Below is my implementation of AtomicUniquePtr.

 1
 2
 3
 4
 5
 6
 7
 8
 9
10
11
12
13
14
15
16
17
18
19
20
21
22
23
24
25
26
27
28
29
30
31
32
33
34
35
36
37
38
39
40
41
42
43
44


template <typename T> class AtomicUniquePtr {
public:
  class Checkout {
  public:
    Checkout(AtomicUniquePtr<T> &parent) : parent_(parent) {
      for (auto expected = parent_.ptr_.load();
           !parent_.ptr_.compare_exchange_weak(expected, nullptr);
           expected = parent_.ptr_.load())
        ;
    }

    ~Checkout() {
      for (T *expected = nullptr;
           !parent_.ptr_.compare_exchange_weak(expected, parent_.owner_.get());)
        ;
    }

    T *operator->() const { return parent_.owner_.get(); }

    T &operator*() const { return *parent_.owner_; }

    T *get() const { return parent_.owner_.get(); }

  private:
    AtomicUniquePtr<T> &parent_;
  };

  AtomicUniquePtr(std::unique_ptr<T> &&ptr)
      : ptr_(ptr.get()), owner_(std::move(ptr)) {}

  Checkout checkout() { return Checkout(*this); }

  void update(std::unique_ptr<T> &&newPtr) {
    for (auto expected = owner_.get();
         !ptr_.compare_exchange_weak(expected, newPtr.get());
         expected = owner_.get())
      ;
    owner_ = std::move(newPtr);
  }

private:
  std::atomic<T *> ptr_;
  std::unique_ptr<T> owner_;
};

As Timur explains in his talk, the Checkout class is just a RAII wrapper that atomically exchanges the raw pointer with nullptr in the constructor to let other threads know that the object is in use. In the destructor, it exchanges nullptr with the original pointer value back again so, any waiting threads can proceed and update the object. So, in summary, the atomic raw pointer is used for synchronisation and the unique_ptr is used for ownership.

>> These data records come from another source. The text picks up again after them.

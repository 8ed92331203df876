//! Template rendering
//!
//! Cluster-spec and manifest templates are Tera templates rendered against
//! the flattened infra output plus the cluster name. A template set is
//! concatenated and rendered as one template, so `set` assignments in an
//! earlier file are visible in later ones.

use crate::error::{CoreError, Result};
use crate::output::InfraOutput;
use tera::{Context, Tera};
use tracing::debug;

const DOCUMENT_SEPARATOR: &str = "---";

pub struct TemplateProcessor {
    tera: Tera,
    context: Context,
}

impl TemplateProcessor {
    pub fn new() -> Self {
        Self {
            tera: Tera::default(),
            context: Context::new(),
        }
    }

    pub fn add_variable(&mut self, key: impl Into<String>, value: serde_json::Value) {
        self.context.insert(key.into(), &value);
    }

    pub fn add_output(&mut self, output: &InfraOutput) {
        for (key, value) in output.values() {
            self.context.insert(key.as_str(), value);
        }
        debug!(count = output.values().len(), "Added infra output variables");
    }

    /// Render one template string. `name` only labels errors.
    pub fn render(&mut self, name: &str, template: &str) -> Result<String> {
        self.tera
            .render_str(template, &self.context)
            .map_err(|e| render_error(name, &e))
    }

    /// Concatenate `(name, template)` sources in order, render them as one
    /// template and return a multi-document YAML stream without empty
    /// documents.
    pub fn render_documents<'a>(
        &mut self,
        templates: impl IntoIterator<Item = (&'a str, &'a str)>,
    ) -> Result<String> {
        let (names, sources): (Vec<&str>, Vec<&str>) = templates.into_iter().unzip();
        let combined = sources.join(&format!("\n{DOCUMENT_SEPARATOR}\n"));
        let rendered = self.render(&names.join(", "), &combined)?;
        Ok(split_documents(&rendered).join(&format!("\n{DOCUMENT_SEPARATOR}\n")) + "\n")
    }
}

impl Default for TemplateProcessor {
    fn default() -> Self {
        Self::new()
    }
}

/// Non-empty documents of a YAML stream, trimmed.
fn split_documents(stream: &str) -> Vec<String> {
    let mut documents = Vec::new();
    let mut current = String::new();
    for line in stream.lines() {
        if line.trim_end() == DOCUMENT_SEPARATOR {
            documents.push(std::mem::take(&mut current));
        } else {
            current.push_str(line);
            current.push('\n');
        }
    }
    documents.push(current);

    documents
        .iter()
        .map(|document| document.trim())
        .filter(|document| !document.is_empty())
        .map(str::to_string)
        .collect()
}

/// Tera keeps the useful part of its errors in the source chain.
fn render_error(name: &str, err: &tera::Error) -> CoreError {
    let mut message = err.to_string();
    let mut source = std::error::Error::source(err);
    while let Some(cause) = source {
        message.push_str(": ");
        message.push_str(&cause.to_string());
        source = cause.source();
    }
    CoreError::TemplateRender {
        name: name.to_string(),
        message,
    }
}
#[cfg(test)]
mod tests {
    use super::*;
    use crate::memory::MemoryObjectStore;
    use tempfile::tempdir;

    const MIRRORED: &[&str] = &["tf_state/terraform.tfstate"];

    fn identity(root: &Path) -> ClusterIdentity {
        ClusterIdentity::new("dev.example.com", root).unwrap()
    }

    #[tokio::test]
    async fn test_local_lock_conflict() {
        let temp_dir = tempdir().unwrap();

        let lock = StateLock::acquire(temp_dir.path()).await.unwrap();
        let second = StateLock::acquire(temp_dir.path()).await;
        assert!(matches!(second, Err(CloudError::LockError(_))));

        lock.release().await.unwrap();
        assert!(!temp_dir.path().join(LOCK_FILE).exists());
        StateLock::acquire(temp_dir.path()).await.unwrap();
    }

    #[tokio::test]
    async fn test_local_lock_released_on_drop() {
        let temp_dir = tempdir().unwrap();
        {
            let _lock = StateLock::acquire(temp_dir.path()).await.unwrap();
            assert!(temp_dir.path().join(LOCK_FILE).exists());
        }
        assert!(!temp_dir.path().join(LOCK_FILE).exists());
    }

    #[tokio::test]
    async fn test_stale_local_lock_is_replaced() {
        let temp_dir = tempdir().unwrap();
        let stale = LockInfo {
            holder: "old-host:1".to_string(),
            acquired_at: Utc::now() - chrono::Duration::hours(2),
            renewed_at: None,
        };
        std::fs::write(
            temp_dir.path().join(LOCK_FILE),
            serde_json::to_vec(&stale).unwrap(),
        )
        .unwrap();

        StateLock::acquire(temp_dir.path()).await.unwrap();
    }

    #[tokio::test]
    async fn test_scope_without_bucket_pushes_after_creation() {
        let temp_dir = tempdir().unwrap();
        let identity = identity(temp_dir.path());
        let store = MemoryObjectStore::new();

        let scope = RemoteStateScope::enter(&store, &identity, MIRRORED)
            .await
            .unwrap();
        assert!(!scope.holds_remote_lock());
        assert!(scope.remote().is_none());

        // The bootstrap apply creates the bucket and the local state.
        store.create_bucket("dev-example-com-state");
        let state = identity.work_dir().join("tf_state/terraform.tfstate");
        std::fs::create_dir_all(state.parent().unwrap()).unwrap();
        std::fs::write(&state, b"{\"serial\":1}").unwrap();

        scope.exit::<_, CloudError>(Ok(())).await.unwrap();

        assert_eq!(
            store
                .object("dev-example-com-state", "state/tf_state/terraform.tfstate")
                .unwrap(),
            b"{\"serial\":1}"
        );
        assert!(store.object("dev-example-com-state", REMOTE_LOCK_KEY).is_none());
        assert!(!identity.work_dir().join(LOCK_FILE).exists());
    }

    #[tokio::test]
    async fn test_scope_pulls_on_enter_and_releases_on_failure() {
        let temp_dir = tempdir().unwrap();
        let identity = identity(temp_dir.path());
        let store = MemoryObjectStore::with_bucket("dev-example-com-state");
        store
            .put_object(
                "dev-example-com-state",
                "state/tf_state/terraform.tfstate",
                b"remote".to_vec(),
            )
            .await
            .unwrap();

        let scope = RemoteStateScope::enter(&store, &identity, MIRRORED)
            .await
            .unwrap();
        assert!(scope.holds_remote_lock());
        assert!(store.object("dev-example-com-state", REMOTE_LOCK_KEY).is_some());
        assert_eq!(
            std::fs::read(identity.work_dir().join("tf_state/terraform.tfstate")).unwrap(),
            b"remote"
        );

        let result: std::result::Result<(), CloudError> = scope
            .exit(Err(CloudError::CommandFailed {
                program: "terraform".to_string(),
                status: "exit status: 1".to_string(),
                stderr: "apply failed".to_string(),
            }))
            .await;
        assert!(matches!(result, Err(CloudError::CommandFailed { .. })));
        assert!(store.object("dev-example-com-state", REMOTE_LOCK_KEY).is_none());
        assert!(!identity.work_dir().join(LOCK_FILE).exists());
    }

    #[tokio::test]
    async fn test_fresh_remote_lock_blocks_second_run() {
        let temp_dir = tempdir().unwrap();
        let store = MemoryObjectStore::with_bucket("dev-example-com-state");

        let first_root = temp_dir.path().join("first");
        let second_root = temp_dir.path().join("second");
        let first = identity(&first_root);
        let second = identity(&second_root);

        let scope = RemoteStateScope::enter(&store, &first, MIRRORED)
            .await
            .unwrap();

        let blocked = RemoteStateScope::enter(&store, &second, MIRRORED).await;
        assert!(matches!(blocked, Err(CloudError::LockError(_))));
        // The failed entry does not leave its local lock behind.
        assert!(!second.work_dir().join(LOCK_FILE).exists());

        scope.exit::<_, CloudError>(Ok(())).await.unwrap();
        let again = RemoteStateScope::enter(&store, &second, MIRRORED)
            .await
            .unwrap();
        again.exit::<_, CloudError>(Ok(())).await.unwrap();
    }

    #[tokio::test]
    async fn test_stale_remote_lock_is_taken_over() {
        let temp_dir = tempdir().unwrap();
        let identity = identity(temp_dir.path());
        let store = MemoryObjectStore::with_bucket("dev-example-com-state");
        let stale = LockInfo {
            holder: "old-host:1".to_string(),
            acquired_at: Utc::now() - chrono::Duration::hours(3),
            renewed_at: None,
        };
        store
            .put_object(
                "dev-example-com-state",
                REMOTE_LOCK_KEY,
                serde_json::to_vec(&stale).unwrap(),
            )
            .await
            .unwrap();

        let scope = RemoteStateScope::enter(&store, &identity, MIRRORED)
            .await
            .unwrap();
        assert!(scope.holds_remote_lock());
        scope.exit::<_, CloudError>(Ok(())).await.unwrap();
    }

    /// Rewrite the remote lock of `scope` as if it had not been renewed for
    /// `hours`.
    async fn age_remote_lock(store: &MemoryObjectStore, scope: &RemoteStateScope<'_>, hours: i64) {
        let mut info = scope.remote_lock.clone().unwrap();
        info.acquired_at = Utc::now() - chrono::Duration::hours(hours);
        info.renewed_at = None;
        store
            .put_object(
                "dev-example-com-state",
                REMOTE_LOCK_KEY,
                serde_json::to_vec(&info).unwrap(),
            )
            .await
            .unwrap();
    }

    #[tokio::test]
    async fn test_taken_over_scope_keeps_new_holders_lock() {
        let temp_dir = tempdir().unwrap();
        let store = MemoryObjectStore::with_bucket("dev-example-com-state");
        let first = identity(&temp_dir.path().join("first"));
        let second = identity(&temp_dir.path().join("second"));

        let first_scope = RemoteStateScope::enter(&store, &first, MIRRORED)
            .await
            .unwrap();
        age_remote_lock(&store, &first_scope, 2).await;

        let second_scope = RemoteStateScope::enter(&store, &second, MIRRORED)
            .await
            .unwrap();
        let second_holder = second_scope.remote_lock.clone().unwrap().holder;

        let state = first.work_dir().join("tf_state/terraform.tfstate");
        std::fs::create_dir_all(state.parent().unwrap()).unwrap();
        std::fs::write(&state, b"outdated").unwrap();

        assert!(matches!(first_scope.renew().await, Err(CloudError::LockError(_))));
        let result = first_scope.exit::<_, CloudError>(Ok(())).await;
        assert!(matches!(result, Err(CloudError::LockError(_))));

        let lock = store.object("dev-example-com-state", REMOTE_LOCK_KEY).unwrap();
        let lock: LockInfo = serde_json::from_slice(&lock).unwrap();
        assert_eq!(lock.holder, second_holder);
        assert!(
            store
                .object("dev-example-com-state", "state/tf_state/terraform.tfstate")
                .is_none()
        );
        assert!(!first.work_dir().join(LOCK_FILE).exists());

        second_scope.exit::<_, CloudError>(Ok(())).await.unwrap();
        assert!(store.object("dev-example-com-state", REMOTE_LOCK_KEY).is_none());
    }

    #[tokio::test]
    async fn test_renewed_lock_is_not_stale() {
        let temp_dir = tempdir().unwrap();
        let store = MemoryObjectStore::with_bucket("dev-example-com-state");
        let first = identity(&temp_dir.path().join("first"));
        let second = identity(&temp_dir.path().join("second"));

        let scope = RemoteStateScope::enter(&store, &first, MIRRORED)
            .await
            .unwrap();
        age_remote_lock(&store, &scope, 5).await;
        scope.renew().await.unwrap();

        let blocked = RemoteStateScope::enter(&store, &second, MIRRORED).await;
        assert!(matches!(blocked, Err(CloudError::LockError(_))));

        scope.exit::<_, CloudError>(Ok(())).await.unwrap();
        assert!(store.object("dev-example-com-state", REMOTE_LOCK_KEY).is_none());
    }

    #[test]
    fn test_staleness_follows_last_renewal() {
        let renewed = LockInfo {
            holder: "host:1:0".to_string(),
            acquired_at: Utc::now() - chrono::Duration::hours(4),
            renewed_at: Some(Utc::now() - chrono::Duration::minutes(5)),
        };
        let content = serde_json::to_vec(&renewed).unwrap();
        assert!(LockInfo::ensure_stale(&content, "lock").is_err());

        let idle = LockInfo {
            renewed_at: Some(Utc::now() - chrono::Duration::minutes(90)),
            ..renewed
        };
        let content = serde_json::to_vec(&idle).unwrap();
        assert!(LockInfo::ensure_stale(&content, "lock").is_ok());
    }

    #[tokio::test]
    async fn test_local_lock_renew_and_takeover() {
        let temp_dir = tempdir().unwrap();
        let lock = StateLock::acquire(temp_dir.path()).await.unwrap();
        lock.renew().await.unwrap();

        let content = std::fs::read(temp_dir.path().join(LOCK_FILE)).unwrap();
        let info: LockInfo = serde_json::from_slice(&content).unwrap();
        assert!(info.renewed_at.is_some());

        // Another run replaced the file; releasing must not remove it.
        let other = LockInfo::current();
        std::fs::write(temp_dir.path().join(LOCK_FILE), other.to_bytes().unwrap()).unwrap();
        assert!(matches!(lock.renew().await, Err(CloudError::LockError(_))));
        lock.release().await.unwrap();
        assert!(temp_dir.path().join(LOCK_FILE).exists());
    }
}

This allows to go entirely lock-free. ZmqPoller can use AtomicUniquePtr almost exactly the same way as SynchronisedObj:

 1
 2
 3
 4
 5
 6
 7
 8
 9
10
11
12
13
14
15
16
17
18
19
20
21
22
23
24
25
26
27
28
29
30
31
32



...

  void watchSocket(void *socket) {
    auto co = items.checkout();
    if (co->size() < co->capacity()) {
      // It's safe to modify the vector without making
      // a copy since there's enough space to append one
      // more element without triggering a reallocation.
      co->emplace_back(socket, 0, ZMQ_POLLIN, 0);
    } else {
      // copy items
      auto coCopy = std::make_unique<std::vector<::zmq_pollitem_t>>(co->begin(),
                                                                    co->end());
      coCopy->emplace_back(socket, 0, ZMQ_POLLIN, 0);
      items.update(std::move(coCopy));
    }
  }

  void unwatchSocket(void *socket) {
    auto co = items.checkout();
    // copy items
    auto coCopy =
        std::make_unique<std::vector<::zmq_pollitem_t>>(co->begin(), co->end());
    // erase the socket from the copy
    std::erase_if(
        *coCopy, [&socket](const auto &item) { return item.socket == socket; });
    // replace the copy
    items.update(std::move(coCopy));
  }

...

The only important things that changed is the usage of unique_ptr instead of shared_ptr.

There’s one big important caveat to this approach that unfortunately renders it unusable for this application.

Tip

wait can block for a long time - and that can completelly block any attempts to update the items vector.

It’s still a great solution for many other use cases and I thought it’s worth discussing it here.

Conclusion

For now, I’m sticking with the SynchronisedObj as it seems best suited for the task at hand. The other approach might involve using a production ready RCU implementation like e.g. liburcu, but that’s a topic for another time.